The arguments were as fierce as the premise was unlikely. References during the debate about what the city would get if UPMC paid property taxes were a bit like that old "Saturday Night Live'' sketch that asked, "What if Napoleon had a B-52 at the Battle of Waterloo?" Nonprofit hospitals don't pay property taxes. Not here, and not anywhere else in America. Some cities get "Payments In Lieu Of Taxes,'' but few of these PILOTs have flown straight for very long.
Pittsburgh used to get more in PILOTs but, in 1997, the state Legislature unanimously approved something called Act 55. That law still protects nonprofits from legal challenges, and so we now have this voluntary system that shields them from even having to say how much (or how little) they kick in.
Is it possible to overturn this law that works in nonprofits' favor?
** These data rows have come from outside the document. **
//! Subject-keyed message serialization.
//!
//! The [`SerializationRegister`] maps a wire subject string to a codec for
//! one concrete message type, bidirectionally: decode picks the codec by
//! the subject carried in the transport envelope, encode picks it by the
//! message's runtime type. Payloads are JSON via serde.
//!
//! Lookup is exact and case-sensitive. An unregistered subject or type is
//! always an error, never silently ignored: dropping a message here would
//! break at-least-once delivery.

use std::any::{Any, TypeId};
use std::collections::HashMap;
use std::fmt;
use std::sync::Arc;

use serde::de::DeserializeOwned;
use serde::Serialize;

/// Errors that can occur during message encode/decode routing.
#[derive(Debug, thiserror::Error)]
pub enum SerializationError {
    #[error("no decoder registered for subject '{subject}'")]
    UnknownSubject { subject: String },

    #[error("no encoder registered for message type {type_name}")]
    UnknownType { type_name: String },

    #[error("transport envelope carried no subject")]
    MissingSubject,

    #[error("failed to decode '{subject}' payload: {source}")]
    Payload {
        subject: String,
        #[source]
        source: serde_json::Error,
    },

    #[error("failed to encode {type_name}: {source}")]
    Encode {
        type_name: String,
        #[source]
        source: serde_json::Error,
    },
}

/// Trait for bus messages, providing methods for type erasure.
///
/// Blanket-implemented for every `Any + Send + Sync + Debug` type; the
/// serialization bounds (`Serialize + DeserializeOwned`) are only required
/// at registration time.
pub trait Message: Any + Send + Sync + fmt::Debug {
    /// Returns a reference to the message as `Any`.
    fn as_any(&self) -> &dyn Any;

    /// Converts the shared message into an `Any` for downcasting.
    fn into_any_arc(self: Arc<Self>) -> Arc<dyn Any + Send + Sync>;

    /// The concrete Rust type name, for diagnostics.
    fn type_name(&self) -> &'static str;
}

impl<T> Message for T
where
    T: Any + Send + Sync + fmt::Debug,
{
    fn as_any(&self) -> &dyn Any {
        self
    }

    fn into_any_arc(self: Arc<Self>) -> Arc<dyn Any + Send + Sync> {
        self
    }

    fn type_name(&self) -> &'static str {
        std::any::type_name::<T>()
    }
}

type DecodeFn = Arc<dyn Fn(&str) -> Result<Arc<dyn Message>, SerializationError> + Send + Sync>;
type EncodeFn = Arc<dyn Fn(&dyn Message) -> Result<String, SerializationError> + Send + Sync>;

/// Bidirectional subject <-> codec registry.
///
/// Built once during bus assembly and shared as `Arc<SerializationRegister>`
/// afterwards; reads are lock-free. Registering a subject twice replaces the
/// previous codec (last registration wins).
#[derive(Default)]
pub struct SerializationRegister {
    decoders: HashMap<String, DecodeFn>,
    encoders: HashMap<TypeId, (String, EncodeFn)>,
}

impl SerializationRegister {
    pub fn new() -> Self {
        Self::default()
    }

    /// Register the JSON codec for `M` under `subject`.
    pub fn register<M>(&mut self, subject: impl Into<String>)
    where
        M: Message + Serialize + DeserializeOwned,
    {
        let subject = subject.into();

        let decode_subject = subject.clone();
        let decoder: DecodeFn = Arc::new(move |payload| {
            let message: M =
                serde_json::from_str(payload).map_err(|e| SerializationError::Payload {
                    subject: decode_subject.clone(),
                    source: e,
                })?;
            Ok(Arc::new(message) as Arc<dyn Message>)
        });

        let encoder: EncodeFn = Arc::new(|message| {
            let typed = message
                .as_any()
                .downcast_ref::<M>()
                .ok_or_else(|| SerializationError::UnknownType {
                    type_name: message.type_name().to_string(),
                })?;
            serde_json::to_string(typed).map_err(|e| SerializationError::Encode {
                type_name: std::any::type_name::<M>().to_string(),
                source: e,
            })
        });

        self.decoders.insert(subject.clone(), decoder);
        self.encoders.insert(TypeId::of::<M>(), (subject, encoder));
    }

    /// Decode a payload using the codec registered for `subject`.
    pub fn decode(
        &self,
        subject: &str,
        payload: &str,
    ) -> Result<Arc<dyn Message>, SerializationError> {
        let decoder =
            self.decoders
                .get(subject)
                .ok_or_else(|| SerializationError::UnknownSubject {
                    subject: subject.to_string(),
                })?;
        decoder(payload)
    }

    /// Encode a message, returning `(subject, payload)`.
    pub fn encode(&self, message: &dyn Message) -> Result<(String, String), SerializationError> {
        let (subject, encoder) = self
            .encoders
            .get(&message.as_any().type_id())
            .ok_or_else(|| SerializationError::UnknownType {
                type_name: message.type_name().to_string(),
            })?;
        let payload = encoder(message)?;
        Ok((subject.clone(), payload))
    }

    /// The subject a message's runtime type was registered under.
    pub fn subject_of(&self, message: &dyn Message) -> Option<&str> {
        self.encoders
            .get(&message.as_any().type_id())
            .map(|(subject, _)| subject.as_str())
    }

    pub fn is_registered(&self, subject: &str) -> bool {
        self.decoders.contains_key(subject)
    }

    pub fn len(&self) -> usize {
        self.decoders.len()
    }

    pub fn is_empty(&self) -> bool {
        self.decoders.is_empty()
    }
}

impl fmt::Debug for SerializationRegister {
    fn fmt(&self, f: &mut fmt::Formatter<'_>) -> fmt::Result {
        f.debug_struct("SerializationRegister")
            .field("subjects", &self.decoders.keys().collect::<Vec<_>>())
            .finish()
    }
}

#[cfg(test)]
mod tests {
    use super::*;
    use serde::Deserialize;

    #[derive(Debug, Clone, PartialEq, Serialize, Deserialize)]
    struct OrderAccepted {
        order_id: String,
        total_cents: u64,
    }

    #[derive(Debug, Clone, PartialEq, Serialize, Deserialize)]
    struct OrderRejected {
        order_id: String,
    }

    fn register() -> SerializationRegister {
        let mut register = SerializationRegister::new();
        register.register::<OrderAccepted>("OrderAccepted");
        register.register::<OrderRejected>("OrderRejected");
        register
    }

    #[test]
    fn test_decode_round_trips_equivalent_message() {
        let register = register();
        let original = OrderAccepted {
            order_id: "o-1".to_string(),
            total_cents: 1299,
        };

        let (subject, payload) = register.encode(&original).unwrap();
        assert_eq!(subject, "OrderAccepted");

        let decoded = register.decode(&subject, &payload).unwrap();
        let decoded = decoded.as_any().downcast_ref::<OrderAccepted>().unwrap();
        assert_eq!(decoded, &original);
    }

    #[test]
    fn test_decode_unknown_subject() {
        let register = register();
        let result = register.decode("NeverRegistered", "{}");
        assert!(matches!(
            result,
            Err(SerializationError::UnknownSubject { subject }) if subject == "NeverRegistered"
        ));
    }

    #[test]
    fn test_subject_lookup_is_case_sensitive() {
        let register = register();
        assert!(register.is_registered("OrderAccepted"));
        assert!(!register.is_registered("orderaccepted"));
    }

    #[test]
    fn test_encode_unregistered_type() {
        let register = register();

        #[derive(Debug, Serialize)]
        struct Unregistered;

        let result = register.encode(&Unregistered);
        assert!(matches!(result, Err(SerializationError::UnknownType { .. })));
    }

    #[test]
    fn test_decode_malformed_payload() {
        let register = register();
        let result = register.decode("OrderAccepted", "not json");
        assert!(matches!(result, Err(SerializationError::Payload { .. })));
    }

    #[test]
    fn test_reregistering_subject_replaces_codec() {
        let mut register = register();
        register.register::<OrderRejected>("OrderAccepted");

        let decoded = register
            .decode("OrderAccepted", r#"{"order_id":"o-2"}"#)
            .unwrap();
        assert!(decoded.as_any().downcast_ref::<OrderRejected>().is_some());
    }

    #[test]
    fn test_subject_of() {
        let register = register();
        let message = OrderRejected {
            order_id: "o-3".to_string(),
        };
        assert_eq!(register.subject_of(&message), Some("OrderRejected"));
    }
}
In theory, yes, but there's no movement to do so in Harrisburg. If a serious bill ever came up, nearly every hospital, university, foundation and charitable farmhouse, henhouse, outhouse and doghouse in Pennsylvania would line up to keep things pretty much as they are.
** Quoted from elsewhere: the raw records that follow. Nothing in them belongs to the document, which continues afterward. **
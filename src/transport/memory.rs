//! In-memory queue transport for tests and standalone use.
//!
//! Models the visibility-timeout semantics of a cloud queue inside one
//! process: received messages become invisible until their deadline, a
//! visibility change moves the deadline, and undeleted messages are
//! redelivered with an incremented receive count. Delete and visibility
//! calls are recorded so tests can assert on the exact ack/nack traffic.

use std::collections::{HashMap, VecDeque};
use std::time::Duration;

use async_trait::async_trait;
use chrono::Utc;
use tokio::sync::{Mutex, Notify};
use tokio::time::Instant;
use uuid::Uuid;

use super::{QueueName, QueueTransport, RawMessage, TransportError};

/// Granularity of the receive poll while waiting for messages.
const POLL_INTERVAL: Duration = Duration::from_millis(10);

#[derive(Debug, Clone)]
struct StoredMessage {
    message_id: String,
    body: String,
    subject: Option<String>,
    receive_count: u32,
    attributes: HashMap<String, String>,
}

#[derive(Debug)]
struct InFlight {
    message: StoredMessage,
    visible_at: Instant,
}

#[derive(Debug, Default)]
struct Inner {
    ready: VecDeque<StoredMessage>,
    in_flight: HashMap<String, InFlight>,
    deleted: Vec<String>,
    visibility_changes: Vec<(String, Duration)>,
}

/// In-process [`QueueTransport`] with visibility-timeout semantics.
pub struct InMemoryQueue {
    queue: QueueName,
    default_visibility: Duration,
    inner: Mutex<Inner>,
    notify: Notify,
}

impl InMemoryQueue {
    pub fn new(queue: impl Into<QueueName>) -> Self {
        Self {
            queue: queue.into(),
            default_visibility: Duration::from_secs(30),
            inner: Mutex::new(Inner::default()),
            notify: Notify::new(),
        }
    }

    /// Visibility window applied when a message is received and neither
    /// deleted nor explicitly re-timed.
    pub fn with_default_visibility(mut self, visibility: Duration) -> Self {
        self.default_visibility = visibility;
        self
    }

    /// Enqueue a message under a subject.
    pub async fn send(&self, subject: &str, body: impl Into<String>) -> String {
        self.enqueue(Some(subject.to_string()), body.into()).await
    }

    /// Enqueue a message with no subject in its envelope.
    pub async fn send_without_subject(&self, body: impl Into<String>) -> String {
        self.enqueue(None, body.into()).await
    }

    async fn enqueue(&self, subject: Option<String>, body: String) -> String {
        let message_id = Uuid::new_v4().to_string();
        let stored = StoredMessage {
            message_id: message_id.clone(),
            body,
            subject,
            receive_count: 0,
            attributes: HashMap::new(),
        };
        self.inner.lock().await.ready.push_back(stored);
        self.notify.notify_waiters();
        message_id
    }

    /// Receipt handles of deleted messages, in deletion order.
    pub async fn deleted(&self) -> Vec<String> {
        self.inner.lock().await.deleted.clone()
    }

    pub async fn deleted_count(&self) -> usize {
        self.inner.lock().await.deleted.len()
    }

    /// `(receipt_handle, timeout)` pairs from visibility changes, in call order.
    pub async fn visibility_changes(&self) -> Vec<(String, Duration)> {
        self.inner.lock().await.visibility_changes.clone()
    }

    pub async fn visibility_change_count(&self) -> usize {
        self.inner.lock().await.visibility_changes.len()
    }

    /// Messages currently eligible for receive.
    pub async fn ready_len(&self) -> usize {
        let mut inner = self.inner.lock().await;
        Self::promote_due(&mut inner);
        inner.ready.len()
    }

    /// Messages received but neither deleted nor past their deadline.
    pub async fn in_flight_len(&self) -> usize {
        let mut inner = self.inner.lock().await;
        Self::promote_due(&mut inner);
        inner.in_flight.len()
    }

    fn promote_due(inner: &mut Inner) {
        let now = Instant::now();
        let due: Vec<String> = inner
            .in_flight
            .iter()
            .filter(|(_, in_flight)| in_flight.visible_at <= now)
            .map(|(receipt, _)| receipt.clone())
            .collect();
        for receipt in due {
            if let Some(in_flight) = inner.in_flight.remove(&receipt) {
                inner.ready.push_back(in_flight.message);
            }
        }
    }
}

#[async_trait]
impl QueueTransport for InMemoryQueue {
    fn queue(&self) -> &QueueName {
        &self.queue
    }

    async fn receive(
        &self,
        max_messages: usize,
        wait: Duration,
    ) -> Result<Vec<RawMessage>, TransportError> {
        let deadline = Instant::now() + wait;

        loop {
            {
                let mut inner = self.inner.lock().await;
                Self::promote_due(&mut inner);

                if !inner.ready.is_empty() {
                    let mut batch = Vec::new();
                    while batch.len() < max_messages.max(1) {
                        let Some(mut stored) = inner.ready.pop_front() else {
                            break;
                        };
                        stored.receive_count += 1;
                        let receipt_handle = Uuid::new_v4().to_string();
                        batch.push(RawMessage {
                            message_id: stored.message_id.clone(),
                            body: stored.body.clone(),
                            subject: stored.subject.clone(),
                            receipt_handle: receipt_handle.clone(),
                            receive_count: stored.receive_count,
                            queue: self.queue.clone(),
                            attributes: stored.attributes.clone(),
                            received_at: Utc::now(),
                        });
                        inner.in_flight.insert(
                            receipt_handle,
                            InFlight {
                                message: stored,
                                visible_at: Instant::now() + self.default_visibility,
                            },
                        );
                    }
                    return Ok(batch);
                }
            }

            let now = Instant::now();
            if now >= deadline {
                return Ok(Vec::new());
            }

            let remaining = deadline - now;
            tokio::select! {
                _ = self.notify.notified() => {}
                _ = tokio::time::sleep(remaining.min(POLL_INTERVAL)) => {}
            }
        }
    }

    async fn delete(&self, message: &RawMessage) -> Result<(), TransportError> {
        let mut inner = self.inner.lock().await;
        if inner.in_flight.remove(&message.receipt_handle).is_none() {
            return Err(TransportError::Delete(format!(
                "unknown receipt handle: {}",
                message.receipt_handle
            )));
        }
        inner.deleted.push(message.receipt_handle.clone());
        Ok(())
    }

    async fn change_visibility(
        &self,
        message: &RawMessage,
        timeout: Duration,
    ) -> Result<(), TransportError> {
        let mut inner = self.inner.lock().await;
        let Some(in_flight) = inner.in_flight.get_mut(&message.receipt_handle) else {
            return Err(TransportError::ChangeVisibility(format!(
                "unknown receipt handle: {}",
                message.receipt_handle
            )));
        };
        in_flight.visible_at = Instant::now() + timeout;
        inner
            .visibility_changes
            .push((message.receipt_handle.clone(), timeout));
        self.notify.notify_waiters();
        Ok(())
    }
}

#[cfg(test)]
mod tests {
    use super::*;

    #[tokio::test]
    async fn test_send_and_receive() {
        let queue = InMemoryQueue::new("orders");
        queue.send("OrderAccepted", r#"{"order_id":"o-1"}"#).await;

        let batch = queue.receive(10, Duration::from_millis(50)).await.unwrap();
        assert_eq!(batch.len(), 1);
        assert_eq!(batch[0].subject.as_deref(), Some("OrderAccepted"));
        assert_eq!(batch[0].receive_count, 1);
        assert_eq!(batch[0].queue, QueueName::from("orders"));
    }

    #[tokio::test]
    async fn test_empty_receive_is_not_an_error() {
        let queue = InMemoryQueue::new("orders");
        let batch = queue.receive(10, Duration::from_millis(20)).await.unwrap();
        assert!(batch.is_empty());
    }

    #[tokio::test]
    async fn test_received_message_is_invisible_until_deadline() {
        let queue =
            InMemoryQueue::new("orders").with_default_visibility(Duration::from_millis(60));
        queue.send("OrderAccepted", "{}").await;

        let first = queue.receive(10, Duration::from_millis(20)).await.unwrap();
        assert_eq!(first.len(), 1);

        // Still invisible.
        let second = queue.receive(10, Duration::from_millis(20)).await.unwrap();
        assert!(second.is_empty());

        // Redelivered after the deadline with an incremented count.
        let third = queue.receive(10, Duration::from_millis(200)).await.unwrap();
        assert_eq!(third.len(), 1);
        assert_eq!(third[0].receive_count, 2);
    }

    #[tokio::test]
    async fn test_delete_prevents_redelivery() {
        let queue =
            InMemoryQueue::new("orders").with_default_visibility(Duration::from_millis(30));
        queue.send("OrderAccepted", "{}").await;

        let batch = queue.receive(10, Duration::from_millis(20)).await.unwrap();
        queue.delete(&batch[0]).await.unwrap();

        let redelivered = queue.receive(10, Duration::from_millis(80)).await.unwrap();
        assert!(redelivered.is_empty());
        assert_eq!(queue.deleted().await, vec![batch[0].receipt_handle.clone()]);
    }

    #[tokio::test]
    async fn test_change_visibility_reschedules_redelivery() {
        let queue = InMemoryQueue::new("orders").with_default_visibility(Duration::from_secs(60));
        queue.send("OrderAccepted", "{}").await;

        let batch = queue.receive(10, Duration::from_millis(20)).await.unwrap();
        queue
            .change_visibility(&batch[0], Duration::from_millis(40))
            .await
            .unwrap();

        let redelivered = queue.receive(10, Duration::from_millis(200)).await.unwrap();
        assert_eq!(redelivered.len(), 1);
        assert_eq!(redelivered[0].receive_count, 2);
        assert_eq!(
            queue.visibility_changes().await,
            vec![(batch[0].receipt_handle.clone(), Duration::from_millis(40))]
        );
    }

    #[tokio::test]
    async fn test_delete_with_unknown_receipt_fails() {
        let queue = InMemoryQueue::new("orders");
        queue.send("OrderAccepted", "{}").await;
        let mut batch = queue.receive(10, Duration::from_millis(20)).await.unwrap();
        batch[0].receipt_handle = "bogus".to_string();

        assert!(matches!(
            queue.delete(&batch[0]).await,
            Err(TransportError::Delete(_))
        ));
    }

    #[tokio::test]
    async fn test_receive_respects_max_messages() {
        let queue = InMemoryQueue::new("orders");
        for i in 0..5 {
            queue.send("OrderAccepted", format!("{{\"n\":{}}}", i)).await;
        }

        let batch = queue.receive(2, Duration::from_millis(20)).await.unwrap();
        assert_eq!(batch.len(), 2);
        assert_eq!(queue.ready_len().await, 3);
    }

    #[tokio::test]
    async fn test_receive_wakes_on_send() {
        let queue = std::sync::Arc::new(InMemoryQueue::new("orders"));
        let receiver = {
            let queue = std::sync::Arc::clone(&queue);
            tokio::spawn(async move { queue.receive(10, Duration::from_secs(5)).await })
        };

        tokio::time::sleep(Duration::from_millis(30)).await;
        queue.send("OrderAccepted", "{}").await;

        let batch = receiver.await.unwrap().unwrap();
        assert_eq!(batch.len(), 1);
    }
}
Spokesmen for organizations such as the Pennsylvania Association of Nonprofit Organizations and the Hospital & Healthsystem Association of Pennsylvania argue that Act 55 reduces costly lawsuits by making the rules clear and uniform. The hospital association points out that Pennsylvania is the only large state without public hospitals, and so they must act as the safety net for the poor and uninsured. The association of nonprofits says about one out of every nine workers in Pennsylvania is employed by a nonprofit, and they make about 11 percent of the state's total wages.
Applying a single tax to such a diverse group not only would be difficult, it would spark court fights.
So what do you do when the hospitals and universities are regional economic engines, but Pennsylvania's fractured governmental system makes it tough on whoever hosts them?
State Rep. Bob Freeman, a Democrat from Easton, has introduced a bill that would redirect state money to compensate communities with high levels of tax-exempt property. It would take money generated from the current 18 percent tax on wine and liquor, which now goes into the general fund, and spread it among communities from Meadville to Gettysburg with high levels of tax-exempt property.
Pittsburgh would get the maximum $24 million each year, more than five times what the city's dozens of nonprofits currently contribute combined. Spokesmen for the hospital and nonprofit associations say they like Rep. Freeman's bill.
Such a redirection of money would amount to less than 1 percent of the state budget. Rep. Freeman thinks that with Ed Rendell -- a former Philadelphia mayor -- in the governor's mansion, there should be an unusually receptive ear. But before we begin that conversation, let's finish this one.
Now that UPMC has pledged up to $100 million to the Promise over 10 years, who's next? The health giant says it will put up a buck for each $1.50 everyone else contributes.
Well, let's see. The University of Pittsburgh's endowment is around $2 billion and Carnegie Mellon University's is about $1 billion. The city hosts those non-profits, too.
One-tenth of 1 percent of $1 billion is $1 million. I'm just saying.